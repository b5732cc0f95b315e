//! AI provider abstraction over an OpenAI-compatible API.
//!
//! Defines the [`AiProvider`] trait and concrete implementations:
//! - **[`DisabledProvider`]** — returns errors; used when no provider is configured.
//! - **[`OpenAiProvider`]** — calls an OpenAI-compatible embeddings and chat
//!   API with batching, retry, and backoff.
//!
//! Every provider is also an [`Embedder`], which is the boundary the core
//! retriever talks to.
//!
//! # Provider Selection
//!
//! Use [`create_provider`] to instantiate the appropriate provider based
//! on the configuration.
//!
//! # Retry Strategy
//!
//! The OpenAI provider uses exponential backoff for transient errors:
//! - HTTP 429 (rate limited) and 5xx (server error) → retry
//! - HTTP 4xx (client error, not 429) → fail immediately
//! - Network errors → retry
//! - Backoff: 1s, 2s, 4s, 8s, 16s, 32s (capped at 2^5)

use std::time::Duration;

use anyhow::{bail, Result};
use async_trait::async_trait;

use quarry_core::retrieve::Embedder;

use crate::config::EmbeddingConfig;

/// Trait for AI providers: embeddings plus chat completion.
///
/// Embeddings power indexing and semantic search; completion powers query
/// expansion and answer synthesis.
#[async_trait]
pub trait AiProvider: Embedder {
    /// Returns the embedding model identifier (e.g. `"text-embedding-3-small"`).
    fn model_name(&self) -> &str;

    /// Returns the embedding vector dimensionality (e.g. `1536`).
    fn dims(&self) -> usize;

    /// Embed a batch of texts, returning one vector per input in order.
    async fn embed_batch(&self, texts: &[String]) -> Result<Vec<Vec<f32>>>;

    /// Run a single-turn chat completion and return the assistant's reply.
    async fn complete(&self, system: &str, prompt: &str) -> Result<String>;
}

// ============ Disabled Provider ============

/// A no-op provider that always returns errors.
///
/// Used when `embedding.provider = "disabled"` in the configuration.
pub struct DisabledProvider;

#[async_trait]
impl Embedder for DisabledProvider {
    async fn embed(&self, _text: &str) -> Result<Vec<f32>> {
        bail!("Embedding provider is disabled")
    }
}

#[async_trait]
impl AiProvider for DisabledProvider {
    fn model_name(&self) -> &str {
        "disabled"
    }
    fn dims(&self) -> usize {
        0
    }
    async fn embed_batch(&self, _texts: &[String]) -> Result<Vec<Vec<f32>>> {
        bail!("Embedding provider is disabled")
    }
    async fn complete(&self, _system: &str, _prompt: &str) -> Result<String> {
        bail!("Embedding provider is disabled")
    }
}

// ============ OpenAI Provider ============

/// Provider backed by an OpenAI-compatible HTTP API.
///
/// Calls `POST {api_base}/embeddings` and `POST {api_base}/chat/completions`.
/// Requires the `OPENAI_API_KEY` environment variable to be set.
pub struct OpenAiProvider {
    client: reqwest::Client,
    api_base: String,
    api_key: String,
    model: String,
    dims: usize,
    chat_model: Option<String>,
    max_retries: u32,
}

impl OpenAiProvider {
    /// Create a new provider from configuration.
    ///
    /// # Errors
    ///
    /// Returns an error if `model` or `dims` is not set in config,
    /// or if `OPENAI_API_KEY` is not in the environment.
    pub fn new(config: &EmbeddingConfig) -> Result<Self> {
        let model = config
            .model
            .clone()
            .ok_or_else(|| anyhow::anyhow!("embedding.model required for OpenAI provider"))?;
        let dims = config
            .dims
            .ok_or_else(|| anyhow::anyhow!("embedding.dims required for OpenAI provider"))?;
        let api_key = std::env::var("OPENAI_API_KEY")
            .map_err(|_| anyhow::anyhow!("OPENAI_API_KEY environment variable not set"))?;

        let client = reqwest::Client::builder()
            .timeout(Duration::from_secs(config.timeout_secs))
            .build()?;

        Ok(Self {
            client,
            api_base: config.api_base.trim_end_matches('/').to_string(),
            api_key,
            model,
            dims,
            chat_model: config.chat_model.clone(),
            max_retries: config.max_retries,
        })
    }

    /// POST `body` to `{api_base}/{path}` with retry/backoff, returning the
    /// parsed JSON response.
    async fn post_with_retry(
        &self,
        path: &str,
        body: &serde_json::Value,
    ) -> Result<serde_json::Value> {
        let url = format!("{}/{}", self.api_base, path);
        let mut last_err = None;

        for attempt in 0..=self.max_retries {
            if attempt > 0 {
                // Exponential backoff: 1s, 2s, 4s, 8s, ...
                let delay = Duration::from_secs(1 << (attempt - 1).min(5));
                tokio::time::sleep(delay).await;
            }

            let resp = self
                .client
                .post(&url)
                .header("Authorization", format!("Bearer {}", self.api_key))
                .header("Content-Type", "application/json")
                .json(body)
                .send()
                .await;

            match resp {
                Ok(response) => {
                    let status = response.status();

                    if status.is_success() {
                        return Ok(response.json().await?);
                    }

                    // Rate limited or server error — retry
                    if status.as_u16() == 429 || status.is_server_error() {
                        let body_text = response.text().await.unwrap_or_default();
                        last_err = Some(anyhow::anyhow!("API error {}: {}", status, body_text));
                        continue;
                    }

                    // Client error (not 429) — don't retry
                    let body_text = response.text().await.unwrap_or_default();
                    bail!("API error {}: {}", status, body_text);
                }
                Err(e) => {
                    last_err = Some(e.into());
                    continue;
                }
            }
        }

        Err(last_err.unwrap_or_else(|| anyhow::anyhow!("Request failed after retries")))
    }
}

#[async_trait]
impl Embedder for OpenAiProvider {
    async fn embed(&self, text: &str) -> Result<Vec<f32>> {
        let results = self.embed_batch(&[text.to_string()]).await?;
        results
            .into_iter()
            .next()
            .ok_or_else(|| anyhow::anyhow!("Empty embedding response"))
    }
}

#[async_trait]
impl AiProvider for OpenAiProvider {
    fn model_name(&self) -> &str {
        &self.model
    }

    fn dims(&self) -> usize {
        self.dims
    }

    async fn embed_batch(&self, texts: &[String]) -> Result<Vec<Vec<f32>>> {
        let body = serde_json::json!({
            "model": self.model,
            "input": texts,
        });
        let json = self.post_with_retry("embeddings", &body).await?;
        parse_embeddings_response(&json)
    }

    async fn complete(&self, system: &str, prompt: &str) -> Result<String> {
        let chat_model = self
            .chat_model
            .as_ref()
            .ok_or_else(|| anyhow::anyhow!("embedding.chat_model required for completion"))?;

        let body = serde_json::json!({
            "model": chat_model,
            "messages": [
                {"role": "system", "content": system},
                {"role": "user", "content": prompt},
            ],
        });
        let json = self.post_with_retry("chat/completions", &body).await?;

        json.pointer("/choices/0/message/content")
            .and_then(|c| c.as_str())
            .map(str::to_string)
            .ok_or_else(|| anyhow::anyhow!("Invalid chat response: missing message content"))
    }
}

/// Parse the embeddings API response JSON.
///
/// Extracts the `data[].embedding` arrays and returns them in input order.
fn parse_embeddings_response(json: &serde_json::Value) -> Result<Vec<Vec<f32>>> {
    let data = json
        .get("data")
        .and_then(|d| d.as_array())
        .ok_or_else(|| anyhow::anyhow!("Invalid embeddings response: missing data array"))?;

    let mut embeddings = Vec::with_capacity(data.len());

    for item in data {
        let embedding = item
            .get("embedding")
            .and_then(|e| e.as_array())
            .ok_or_else(|| anyhow::anyhow!("Invalid embeddings response: missing embedding"))?;

        let vec: Vec<f32> = embedding
            .iter()
            .map(|v| v.as_f64().unwrap_or(0.0) as f32)
            .collect();

        embeddings.push(vec);
    }

    Ok(embeddings)
}

/// Create the appropriate [`AiProvider`] based on configuration.
///
/// # Supported Providers
///
/// | Config Value | Provider |
/// |-------------|----------|
/// | `"disabled"` | [`DisabledProvider`] |
/// | `"openai"` | [`OpenAiProvider`] |
///
/// # Errors
///
/// Returns an error for unknown provider names or if the OpenAI provider
/// cannot be initialized (missing config or API key).
pub fn create_provider(config: &EmbeddingConfig) -> Result<Box<dyn AiProvider>> {
    match config.provider.as_str() {
        "disabled" => Ok(Box::new(DisabledProvider)),
        "openai" => Ok(Box::new(OpenAiProvider::new(config)?)),
        other => bail!("Unknown embedding provider: {}", other),
    }
}

#[cfg(test)]
mod tests {
    use super::*;

    #[test]
    fn test_parse_embeddings_response() {
        let json = serde_json::json!({
            "data": [
                {"embedding": [1.0, 2.0], "index": 0},
                {"embedding": [3.0, 4.0], "index": 1},
            ]
        });
        let embeddings = parse_embeddings_response(&json).unwrap();
        assert_eq!(embeddings, vec![vec![1.0, 2.0], vec![3.0, 4.0]]);
    }

    #[test]
    fn test_parse_embeddings_response_missing_data() {
        let json = serde_json::json!({"error": "nope"});
        assert!(parse_embeddings_response(&json).is_err());
    }

    #[tokio::test]
    async fn test_disabled_provider_errors() {
        let provider = DisabledProvider;
        assert_eq!(provider.model_name(), "disabled");
        assert!(provider.embed("hello").await.is_err());
        assert!(provider.complete("sys", "hello").await.is_err());
    }

    #[test]
    fn test_create_provider_unknown() {
        let config = EmbeddingConfig {
            provider: "cohere".to_string(),
            ..EmbeddingConfig::default()
        };
        assert!(create_provider(&config).is_err());
    }
}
■ ■ ■
Lines of the listing above that include the string "EmbeddingConfig" should each be copied.

__COMPLETED EXERCISE__:
use crate::config::EmbeddingConfig;
    pub fn new(config: &EmbeddingConfig) -> Result<Self> {
pub fn create_provider(config: &EmbeddingConfig) -> Result<Box<dyn AiProvider>> {
        let config = EmbeddingConfig {
            ..EmbeddingConfig::default()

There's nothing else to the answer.